In experimental validation, I tested the method on a 900 kW lithium battery energy storage system comprising 10 parallel strings of 100 cells each. Key parameters of individual energy storage cells are summarized in Table 1.
| Parameter | Value |
|---|---|
| Cell Voltage | 3.2 V |
| Cell Capacity | 280 Ah |
| Discharge Rate | 0.5C |
| Charge Rate | 0.2C |
| Cycle Life | 8000 cycles |
| Mass Energy Density | 150-200 Wh/kg |
| Volume Energy Density | 300-400 Wh/L |
| Internal Resistance | 20 mΩ |
| Operating Temperature | -20 to 55°C |
For the YOLOv7 algorithm, I set parameters as shown in Table 2 to optimize feature extraction and detection.
| Parameter | Value |
|---|---|
| Input Channels | 640×640 |
| Convolutional Layers | 4 |
| Feature Map Size | 160×160×128 |
| Pooling Kernel Size | 9×9 |
| Output Channels | 3×9 |
| Initial Learning Rate | 0.01 |
| Batch Size | 32 |
| Training Epochs | 300 |
| Confidence Threshold | 0.50 |
During training, the loss function decreased from an initial value of approximately 0.74 to below 0.65 after 50 epochs, reaching a minimum of 0.28 by epoch 120, indicating stable convergence. The method achieved a recognition rate of 0.98 for various consistency states, with an IoU value of 0.97, demonstrating superior accuracy compared to existing techniques. This high performance is attributed to the effective fusion of multi-modal data and YOLOv7’s robust feature handling, enabling real-time monitoring and enhanced safety for distributed energy storage systems.

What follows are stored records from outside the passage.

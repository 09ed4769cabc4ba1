use std::path::PathBuf;
use std::string::FromUtf8Error;

#[derive(Debug, thiserror::Error)]
pub enum ExecError {
    #[error("orchestrator command failed to start ({command}): {source}")]
    Io {
        command: String,
        #[source]
        source: std::io::Error,
    },
    #[error("orchestrator command returned non-zero exit ({command}) status={status:?}")]
    CommandFailed {
        command: String,
        status: Option<i32>,
        stdout: String,
        stderr: String,
    },
    #[error("orchestrator command output was not valid UTF-8 ({command}, {stream}): {source}")]
    NonUtf8Output {
        command: String,
        stream: &'static str,
        #[source]
        source: FromUtf8Error,
    },
    #[error("agent config does not exist: {path}")]
    MissingConfig { path: PathBuf },
    #[error("failed to open agent log at {path}: {source}")]
    AgentLog {
        path: PathBuf,
        #[source]
        source: std::io::Error,
    },
}

impl ExecError {
    /// Captured stderr for commands that ran and exited non-zero.
    pub fn stderr(&self) -> Option<&str> {
        match self {
            Self::CommandFailed { stderr, .. } => Some(stderr.as_str()),
            _ => None,
        }
    }
}
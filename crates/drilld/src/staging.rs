//! Workload descriptors staged to temp files for `run <path>`.

use std::io::Write;
use std::path::{Path, PathBuf};

use drill_exec::Release;
use tempfile::NamedTempFile;
use tracing::debug;

/// A descriptor written verbatim to a uniquely named temp file.
///
/// The file is removed on release or drop.
#[derive(Debug)]
pub struct StagedWorkload {
    path: PathBuf,
    file: Option<NamedTempFile>,
}

impl StagedWorkload {
    pub fn path(&self) -> &Path {
        &self.path
    }
}

pub fn stage_workload(name: &str, descriptor: &str) -> std::io::Result<StagedWorkload> {
    let mut file = tempfile::Builder::new()
        .prefix(&format!("drill-{}-", sanitize(name)))
        .tempfile()?;
    file.write_all(descriptor.as_bytes())?;
    file.flush()?;

    let path = file.path().to_path_buf();
    debug!(workload = name, path = %path.display(), "descriptor staged");
    Ok(StagedWorkload {
        path,
        file: Some(file),
    })
}

fn sanitize(name: &str) -> String {
    name.chars()
        .map(|c| if c.is_ascii_alphanumeric() || c == '-' { c } else { '_' })
        .collect()
}

impl Release for StagedWorkload {
    fn release(&mut self) {
        let Some(file) = self.file.take() else {
            return;
        };
        if let Err(err) = file.close() {
            debug!(path = %self.path.display(), error = %err, "removing staged descriptor failed");
        }
    }

    fn label(&self) -> String {
        format!("workload file {}", self.path.display())
    }
}
use std::ffi::OsString;
use std::path::{Path, PathBuf};
use std::process::{Command, Stdio};

use tracing::debug;

use crate::error::ExecError;

#[derive(Debug, Clone, PartialEq, Eq)]
pub struct CommandOutput {
    pub stdout: String,
    pub stderr: String,
}

/// Runs one-shot orchestrator subcommands to completion.
///
/// A non-zero exit is an error, not an output: pollers and one-shot callers
/// both treat it as an execution failure.
pub trait CommandRunner {
    fn run(&self, args: &[String]) -> Result<CommandOutput, ExecError>;
}

impl<T: CommandRunner + ?Sized> CommandRunner for &T {
    fn run(&self, args: &[String]) -> Result<CommandOutput, ExecError> {
        (**self).run(args)
    }
}

/// The orchestrator's command-line interface.
#[derive(Debug, Clone, PartialEq, Eq)]
pub struct OrchestratorCli {
    /// Agents are stopped by killing this process only. A wrapper script
    /// here must `exec` the real binary or its agent outlives teardown.
    pub binary: PathBuf,
    pub work_dir: Option<PathBuf>,
}

impl Default for OrchestratorCli {
    fn default() -> Self {
        Self {
            binary: PathBuf::from("nomad"),
            work_dir: None,
        }
    }
}

impl OrchestratorCli {
    pub fn new(binary: impl Into<PathBuf>) -> Self {
        Self {
            binary: binary.into(),
            work_dir: None,
        }
    }

    pub fn with_work_dir(mut self, work_dir: impl Into<PathBuf>) -> Self {
        self.work_dir = Some(work_dir.into());
        self
    }

    /// A `Command` for `<binary> <args...>` rooted at the configured work dir.
    pub fn command(&self, args: &[OsString]) -> Command {
        let mut command = Command::new(&self.binary);
        command.args(args);
        if let Some(dir) = &self.work_dir {
            command.current_dir(dir);
        }
        command
    }

    pub fn render(&self, args: &[OsString]) -> String {
        render_command(&self.binary, args)
    }
}

impl CommandRunner for OrchestratorCli {
    fn run(&self, args: &[String]) -> Result<CommandOutput, ExecError> {
        let owned_args: Vec<OsString> = args.iter().map(OsString::from).collect();
        let rendered = self.render(&owned_args);
        debug!(command = %rendered, "running orchestrator command");

        let output = self
            .command(&owned_args)
            .stdin(Stdio::null())
            .output()
            .map_err(|source| ExecError::Io {
                command: rendered.clone(),
                source,
            })?;

        let stdout =
            String::from_utf8(output.stdout).map_err(|source| ExecError::NonUtf8Output {
                command: rendered.clone(),
                stream: "stdout",
                source,
            })?;
        let stderr =
            String::from_utf8(output.stderr).map_err(|source| ExecError::NonUtf8Output {
                command: rendered.clone(),
                stream: "stderr",
                source,
            })?;

        if !output.status.success() {
            return Err(ExecError::CommandFailed {
                command: rendered,
                status: output.status.code(),
                stdout,
                stderr,
            });
        }

        Ok(CommandOutput { stdout, stderr })
    }
}

pub fn render_command(binary: &Path, args: &[OsString]) -> String {
    let mut rendered = binary.to_string_lossy().into_owned();
    for arg in args {
        rendered.push(' ');
        rendered.push_str(&arg.to_string_lossy());
    }
    rendered
}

In conclusion, the integration of YOLOv7 with multi-modal data fusion provides a reliable solution for consistency state recognition in energy storage cells. By accurately identifying states such as overheating and deformation, this technique facilitates proactive maintenance and optimizes system performance. Future work will focus on adapting the method to larger-scale systems and incorporating additional data sources for even greater precision in energy storage management.